Cena dez (Milena): Basik diz que ser criança não é legal, a gente acaba muito, como é que ele disse a minha mãe, hummm, deixa eu lembrar, lembrei!. Iludidos, bobos, sem graça, fora de moda, que toda aquela meninice, sabe? Coisas que só agente faz, sonhos, que só a gente parece ter, nomes que a gente inventa, tudo isso não serve para ser adulto, uma perca de tempo total. Nossos pais ficaram loucos de preocupação quando ele disse que estávamos todos doentes, que essas doença veio lá de Arken até aqui, pois um bruxo muito mal chamado Soso fez isso com a gente. Olha, posso dizer uma coisa a vocês, eu não me acho nada melhor, mas meus pais falam que Basik é um dragão, e os dragões sabem o que dizem, eles são sábios, mas do que os bruxos. Ele fez isso usando um feitiço! Ele saiu daqui cheio de garrafas esquisitas levando coisas brilhosas dentro, depois.. pronto, a vila ficou assim, cheia de fotos, para todo lado, gostaram? Eu preferia as coisas de antes.

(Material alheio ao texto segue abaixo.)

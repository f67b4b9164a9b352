// Copyright 2026 The Synapze Authors
//
// Licensed under the Apache License, Version 2.0 (the "License");
// you may not use this file except in compliance with the License.
// You may obtain a copy of the License at
//
//     http://www.apache.org/licenses/LICENSE-2.0
//
// Unless required by applicable law or agreed to in writing, software
// distributed under the License is distributed on an "AS IS" BASIS,
// WITHOUT WARRANTIES OR CONDITIONS OF ANY KIND, either express or implied.
// See the License for the specific language governing permissions and
// limitations under the License.

use std::fs::copy;
use std::path::PathBuf;

use tempfile::tempdir;

use crate::collection::DATABASE_FILE_NAME;
use crate::error::Fallible;

/// Copy the `./test` collection into a fresh temporary directory, without
/// its database, and return the directory's path. The directory is not
/// deleted afterwards.
pub fn create_tmp_copy_of_test_directory() -> Fallible<String> {
    let source: PathBuf = PathBuf::from("./test").canonicalize()?;
    let target: PathBuf = tempdir()?.keep().canonicalize()?;
    for entry in source.read_dir()? {
        let entry = entry?;
        let path = entry.path();
        if path.is_file() {
            if let Some(file_name) = path.file_name() {
                if file_name != DATABASE_FILE_NAME {
                    copy(&path, target.join(file_name))?;
                }
            }
        }
    }
    Ok(target.display().to_string())
}

#[cfg(test)]
mod tests {
    use super::*;

    #[test]
    fn test_create_tmp_copy_of_test_directory() -> Fallible<()> {
        let target = PathBuf::from(create_tmp_copy_of_test_directory()?);
        assert!(target.join("Geography.md").exists());
        assert!(!target.join(DATABASE_FILE_NAME).exists());
        Ok(())
    }
}
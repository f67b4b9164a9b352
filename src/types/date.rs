// Copyright 2026 The Synapze Authors
//
// Licensed under the Apache License, Version 2.0 (the "License");
// you may not use this file except in compliance with the License.
// You may obtain a copy of the License at
//
//     http://www.apache.org/licenses/LICENSE-2.0
//
// Unless required by applicable law or agreed to in writing, software
// distributed under the License is distributed on an "AS IS" BASIS,
// WITHOUT WARRANTIES OR CONDITIONS OF ANY KIND, either express or implied.
// See the License for the specific language governing permissions and
// limitations under the License.

use std::fmt::Display;
use std::fmt::Formatter;

use chrono::Days;
use chrono::Local;
use chrono::NaiveDate;
use rusqlite::ToSql;
use rusqlite::types::FromSql;
use rusqlite::types::FromSqlError;
use rusqlite::types::FromSqlResult;
use rusqlite::types::ToSqlOutput;
use rusqlite::types::ValueRef;
use serde::Serialize;

use crate::error::Fallible;

const FORMAT: &str = "%Y-%m-%d";

/// A calendar date with no time component.
#[derive(Clone, Copy, PartialEq, Eq, PartialOrd, Ord, Hash, Debug)]
pub struct Date(NaiveDate);

impl Date {
    /// Today's date in the local timezone. This is the only place the system
    /// clock is read; everything downstream takes the date as a parameter.
    pub fn today() -> Self {
        Self(Local::now().date_naive())
    }

    pub fn parse(s: &str) -> Fallible<Self> {
        let date = NaiveDate::parse_from_str(s.trim(), FORMAT)?;
        Ok(Self(date))
    }

    /// The date `days` days after this one, or `None` on calendar overflow.
    pub fn add_days(self, days: u32) -> Option<Self> {
        let days = Days::new(u64::from(days));
        self.0.checked_add_days(days).map(Self)
    }
}

impl Display for Date {
    fn fmt(&self, f: &mut Formatter<'_>) -> std::fmt::Result {
        write!(f, "{}", self.0.format(FORMAT))
    }
}

impl ToSql for Date {
    fn to_sql(&self) -> rusqlite::Result<ToSqlOutput<'_>> {
        Ok(ToSqlOutput::from(self.to_string()))
    }
}

impl FromSql for Date {
    fn column_result(value: ValueRef<'_>) -> FromSqlResult<Self> {
        let string: String = FromSql::column_result(value)?;
        let date = NaiveDate::parse_from_str(&string, FORMAT)
            .map_err(|e| FromSqlError::Other(Box::new(e)))?;
        Ok(Date(date))
    }
}

impl Serialize for Date {
    fn serialize<S>(&self, serializer: S) -> Result<S::Ok, S::Error>
    where
        S: serde::Serializer,
    {
        serializer.serialize_str(&self.to_string())
    }
}

#[cfg(test)]
mod tests {
    use super::*;

    #[test]
    fn test_parse_and_display() -> Fallible<()> {
        let date = Date::parse("2026-02-21")?;
        assert_eq!(date.to_string(), "2026-02-21");
        Ok(())
    }

    #[test]
    fn test_parse_invalid() {
        assert!(Date::parse("21/02/2026").is_err());
        assert!(Date::parse("2026-02-30").is_err());
    }

    #[test]
    fn test_add_days() -> Fallible<()> {
        let date = Date::parse("2026-02-21")?;
        assert_eq!(date.add_days(0), Some(date));
        assert_eq!(date.add_days(8), Some(Date::parse("2026-03-01")?));
        assert_eq!(date.add_days(u32::MAX), None);
        Ok(())
    }

    #[test]
    fn test_serialize() -> Fallible<()> {
        let date = Date::parse("2026-02-21")?;
        assert_eq!(serde_json::to_string(&date)?, "\"2026-02-21\"");
        Ok(())
    }
}
// Copyright 2026 The Synapze Authors
//
// Licensed under the Apache License, Version 2.0 (the "License");
// you may not use this file except in compliance with the License.
// You may obtain a copy of the License at
//
//     http://www.apache.org/licenses/LICENSE-2.0
//
// Unless required by applicable law or agreed to in writing, software
// distributed under the License is distributed on an "AS IS" BASIS,
// WITHOUT WARRANTIES OR CONDITIONS OF ANY KIND, either express or implied.
// See the License for the specific language governing permissions and
// limitations under the License.

use std::path::PathBuf;

use crate::config::Config;
use crate::error::Fallible;
use crate::error::fail;
use crate::parser::parse_deck;

/// Check that the deck files and configuration parse. Does not touch the
/// database.
pub fn check_collection(directory: Option<String>) -> Fallible<()> {
    let directory = match directory {
        Some(dir) => PathBuf::from(dir),
        None => std::env::current_dir()?,
    };
    if !directory.exists() {
        return fail("directory does not exist.");
    }
    let _ = Config::load(&directory)?;
    let _ = parse_deck(&directory)?;
    println!("ok");
    Ok(())
}

#[cfg(test)]
mod tests {
    use std::fs::write;
    use std::path::PathBuf;

    use super::check_collection;
    use crate::error::Fallible;
    use crate::helper::create_tmp_copy_of_test_directory;

    #[test]
    fn test_non_existent_directory() {
        assert!(check_collection(Some("./derpherp".to_string())).is_err());
    }

    #[test]
    fn test_directory() {
        assert!(check_collection(Some("./test".to_string())).is_ok());
    }

    #[test]
    fn test_broken_deck() -> Fallible<()> {
        let directory = create_tmp_copy_of_test_directory()?;
        write(
            PathBuf::from(&directory).join("Broken.md"),
            "no separator\n",
        )?;
        assert!(check_collection(Some(directory)).is_err());
        Ok(())
    }

    #[test]
    fn test_broken_config() -> Fallible<()> {
        let directory = create_tmp_copy_of_test_directory()?;
        write(
            PathBuf::from(&directory).join("synapze.toml"),
            "[scheduler]\nlapse_ceiling = 0\n",
        )?;
        assert!(check_collection(Some(directory)).is_err());
        Ok(())
    }
}
// Copyright 2026 The Synapze Authors
//
// Licensed under the Apache License, Version 2.0 (the "License");
// you may not use this file except in compliance with the License.
// You may obtain a copy of the License at
//
//     http://www.apache.org/licenses/LICENSE-2.0
//
// Unless required by applicable law or agreed to in writing, software
// distributed under the License is distributed on an "AS IS" BASIS,
// WITHOUT WARRANTIES OR CONDITIONS OF ANY KIND, either express or implied.
// See the License for the specific language governing permissions and
// limitations under the License.

use std::fmt::Display;
use std::fmt::Formatter;

use rusqlite::ToSql;
use rusqlite::types::FromSql;
use rusqlite::types::FromSqlError;
use rusqlite::types::FromSqlResult;
use rusqlite::types::ToSqlOutput;
use rusqlite::types::ValueRef;
use serde::Serialize;

use crate::srs::error::ScheduleError;

/// Where a card is in its scheduling lifecycle.
#[derive(Clone, Copy, PartialEq, Eq, Hash, Debug, Serialize)]
#[serde(rename_all = "lowercase")]
pub enum Status {
    /// Never reviewed.
    New,
    /// Reviewed, but not yet graduated, or relearning after a lapse.
    Learning,
    /// Graduated.
    Review,
    /// Manually taken out of rotation.
    Suspended,
    /// Long interval, few lapses.
    Mastered,
}

impl Status {
    pub fn as_str(&self) -> &'static str {
        match self {
            Status::New => "new",
            Status::Learning => "learning",
            Status::Review => "review",
            Status::Suspended => "suspended",
            Status::Mastered => "mastered",
        }
    }

    /// Whether cards in this status have a due date and can be due.
    pub fn is_scheduled(&self) -> bool {
        matches!(self, Status::Learning | Status::Review | Status::Mastered)
    }

    /// Study priority. Lower comes first. Suspended cards have none.
    pub fn urgency_rank(&self) -> Option<u8> {
        match self {
            Status::Learning => Some(0),
            Status::Review => Some(1),
            Status::New => Some(2),
            Status::Mastered => Some(3),
            Status::Suspended => None,
        }
    }
}

impl Display for Status {
    fn fmt(&self, f: &mut Formatter<'_>) -> std::fmt::Result {
        write!(f, "{}", self.as_str())
    }
}

impl TryFrom<&str> for Status {
    type Error = ScheduleError;

    fn try_from(value: &str) -> Result<Self, Self::Error> {
        match value {
            "new" => Ok(Status::New),
            "learning" => Ok(Status::Learning),
            "review" => Ok(Status::Review),
            "suspended" => Ok(Status::Suspended),
            "mastered" => Ok(Status::Mastered),
            _ => Err(ScheduleError::InvalidState(format!(
                "unknown status: {value}"
            ))),
        }
    }
}

impl ToSql for Status {
    fn to_sql(&self) -> rusqlite::Result<ToSqlOutput<'_>> {
        Ok(ToSqlOutput::from(self.as_str()))
    }
}

impl FromSql for Status {
    fn column_result(value: ValueRef<'_>) -> FromSqlResult<Self> {
        let string: String = FromSql::column_result(value)?;
        Status::try_from(string.as_str()).map_err(|e| FromSqlError::Other(Box::new(e)))
    }
}

#[cfg(test)]
mod tests {
    use super::*;

    #[test]
    fn test_round_trip_names() {
        for status in [
            Status::New,
            Status::Learning,
            Status::Review,
            Status::Suspended,
            Status::Mastered,
        ] {
            assert_eq!(Status::try_from(status.as_str()), Ok(status));
        }
    }

    #[test]
    fn test_unknown_status() {
        assert!(matches!(
            Status::try_from("graduated"),
            Err(ScheduleError::InvalidState(_))
        ));
    }

    #[test]
    fn test_urgency_rank() {
        assert!(Status::Learning.urgency_rank() < Status::Review.urgency_rank());
        assert!(Status::Review.urgency_rank() < Status::New.urgency_rank());
        assert!(Status::New.urgency_rank() < Status::Mastered.urgency_rank());
        assert_eq!(Status::Suspended.urgency_rank(), None);
    }
}
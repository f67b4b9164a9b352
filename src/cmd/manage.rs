// Copyright 2026 The Synapze Authors
//
// Licensed under the Apache License, Version 2.0 (the "License");
// you may not use this file except in compliance with the License.
// You may obtain a copy of the License at
//
//     http://www.apache.org/licenses/LICENSE-2.0
//
// Unless required by applicable law or agreed to in writing, software
// distributed under the License is distributed on an "AS IS" BASIS,
// WITHOUT WARRANTIES OR CONDITIONS OF ANY KIND, either express or implied.
// See the License for the specific language governing permissions and
// limitations under the License.

//! Manual overrides on single cards.

use crate::cmd::resolve_today;
use crate::collection::Collection;
use crate::error::Fallible;
use crate::types::card::Card;
use crate::types::flag::Flag;

pub fn suspend_card(directory: Option<String>, id: String) -> Fallible<()> {
    let coll = Collection::new(directory)?;
    let card = coll.find_card(&id)?;
    let card = coll.scheduler().suspend(&card)?;
    coll.db.update_card(&card)?;
    report(&card);
    Ok(())
}

pub fn unsuspend_card(
    directory: Option<String>,
    id: String,
    today: Option<String>,
) -> Fallible<()> {
    let coll = Collection::new(directory)?;
    let today = resolve_today(today)?;
    let card = coll.find_card(&id)?;
    let card = coll.scheduler().unsuspend(&card, today)?;
    coll.db.update_card(&card)?;
    report(&card);
    Ok(())
}

pub fn flag_card(directory: Option<String>, id: String, flag: u8) -> Fallible<()> {
    let flag = Flag::try_from(flag)?;
    let coll = Collection::new(directory)?;
    let card = coll.find_card(&id)?.with_flag(flag);
    coll.db.update_card(&card)?;
    report(&card);
    Ok(())
}

fn report(card: &Card) {
    println!("{} is now {}.", card.id().short(), card.status());
}
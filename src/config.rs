// Copyright 2026 The Synapze Authors
//
// Licensed under the Apache License, Version 2.0 (the "License");
// you may not use this file except in compliance with the License.
// You may obtain a copy of the License at
//
//     http://www.apache.org/licenses/LICENSE-2.0
//
// Unless required by applicable law or agreed to in writing, software
// distributed under the License is distributed on an "AS IS" BASIS,
// WITHOUT WARRANTIES OR CONDITIONS OF ANY KIND, either express or implied.
// See the License for the specific language governing permissions and
// limitations under the License.

use std::fs::read_to_string;
use std::path::Path;

use serde::Deserialize;

use crate::error::Fallible;
use crate::srs::policy::Policy;

pub const CONFIG_FILE_NAME: &str = "synapze.toml";

/// The contents of a collection's `synapze.toml`. The file is optional, as
/// is every key in it.
#[derive(Clone, Debug, Default, PartialEq, Deserialize)]
#[serde(default, deny_unknown_fields)]
pub struct Config {
    pub scheduler: Policy,
}

impl Config {
    /// Load the configuration of the collection in `directory`, falling back
    /// to defaults if there is no configuration file.
    pub fn load(directory: &Path) -> Fallible<Self> {
        let path = directory.join(CONFIG_FILE_NAME);
        if !path.exists() {
            log::debug!("No configuration file, using defaults.");
            return Ok(Self::default());
        }
        let content = read_to_string(&path)?;
        Self::parse(&content)
    }

    pub fn parse(content: &str) -> Fallible<Self> {
        let config: Config = toml::from_str(content)?;
        config.scheduler.validate()?;
        Ok(config)
    }
}

#[cfg(test)]
mod tests {
    use std::path::PathBuf;

    use tempfile::tempdir;

    use super::*;

    #[test]
    fn test_empty_config() -> Fallible<()> {
        assert_eq!(Config::parse("")?, Config::default());
        Ok(())
    }

    #[test]
    fn test_partial_override() -> Fallible<()> {
        let config = Config::parse("[scheduler]\nmastered_interval = 30\nlapse_ceiling = 5\n")?;
        assert_eq!(config.scheduler.mastered_interval, 30);
        assert_eq!(config.scheduler.lapse_ceiling, 5);
        assert_eq!(config.scheduler.graduating_interval, 10);
        Ok(())
    }

    #[test]
    fn test_unknown_key() {
        assert!(Config::parse("[scheduler]\nlearning_steps = 3\n").is_err());
        assert!(Config::parse("[display]\ntheme = \"dark\"\n").is_err());
    }

    #[test]
    fn test_invalid_policy() {
        let err = Config::parse("[scheduler]\ngraduating_interval = 50\n").unwrap_err();
        assert_eq!(
            err.to_string(),
            "error: graduating_interval must not exceed mastered_interval."
        );
    }

    #[test]
    fn test_missing_file() -> Fallible<()> {
        let dir = tempdir()?;
        assert_eq!(Config::load(dir.path())?, Config::default());
        Ok(())
    }

    #[test]
    fn test_load_test_directory() -> Fallible<()> {
        let config = Config::load(&PathBuf::from("./test"))?;
        assert_eq!(config.scheduler.graduating_interval, 10);
        Ok(())
    }
}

Milena conta suas angústias sobre crenças na incapacidade das crianças, nos perigos da infância, premissas que fazem alusão à concepção de infância dos escritos da modernidade, ressaltando também a questão da solução, de uma possível cura que seria ofertada pelo Dragão, algo que poderia ser ofertado aos adultos para que pudessem salvar as crianças, conduzi-las melhor. Gostaríamos nesta cena de privilegiar esses aspectos e ouvir o que dizem as crianças sobre esses pensamentos, tendo em vista que a voz infantil, o pensar, até mesmo nas referências contemporâneas não participa significativamente destes debates, iniciando timidamente um processo de ascensão em nossa época.